WORK TASK
Copy exactly the lines of the data below that run from the line holding "in the window." through the line holding "pub fn new(size: Size)", both ends included.

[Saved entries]

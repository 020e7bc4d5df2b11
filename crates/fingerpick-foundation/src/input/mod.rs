pub mod dispatcher;
pub mod types;

pub use dispatcher::{PointerPhase, TouchDispatcher};
pub use types::{PointerId, TouchAction, TouchEvent, TouchPointer, TouchPointers};
use fingerpick_ui_graphics::{Brush, Color, DrawPrimitive, Point, Rect, Size};

const BUTTON_MAX_WIDTH: f32 = 320.0;
const BUTTON_HEIGHT: f32 = 96.0;
const BUTTON_MARGIN: f32 = 48.0;

const BUTTON_TOP: Color = Color::from_argb(0xFF5A5D63);
const BUTTON_BOTTOM: Color = Color::from_argb(0xFF424444);

/// Placement of the picker surface and its start button in the window.
#[derive(Clone, Copy, Debug, PartialEq)]
pub struct ScreenLayout {
    size: Size,
    start_button: Rect,
}

impl ScreenLayout {
    pub fn new(size: Size) -> Self {
        let width = (size.width * 0.5).min(BUTTON_MAX_WIDTH);
        let height = BUTTON_HEIGHT.min(size.height);
        let x = (size.width - width) / 2.0;
        let y = (size.height - height - BUTTON_MARGIN).max(0.0);
        Self {
            size,
            start_button: Rect::new(x, y, width, height),
        }
    }

    pub fn size(&self) -> Size {
        self.size
    }

    /// Frame buffer dimensions in whole pixels.
    pub fn buffer_size(&self) -> (u32, u32) {
        (self.size.width as u32, self.size.height as u32)
    }

    pub fn start_button(&self) -> Rect {
        self.start_button
    }

    pub fn hits_start(&self, point: Point) -> bool {
        self.start_button.contains(point.x, point.y)
    }

    /// The picker's primitives with the start button painted on top.
    pub fn compose(&self, mut picker: Vec<DrawPrimitive>) -> Vec<DrawPrimitive> {
        picker.push(DrawPrimitive::Rect {
            rect: self.start_button,
            brush: Brush::linear_gradient(vec![BUTTON_TOP, BUTTON_BOTTOM]),
        });
        picker
    }
}

#[cfg(test)]
#[path = "tests/layout_tests.rs"]
mod tests;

ANSWER FOR THIS EXERCISE
/// Placement of the picker surface and its start button in the window.
#[derive(Clone, Copy, Debug, PartialEq)]
pub struct ScreenLayout {
    size: Size,
    start_button: Rect,
}

impl ScreenLayout {
    pub fn new(size: Size) -> Self {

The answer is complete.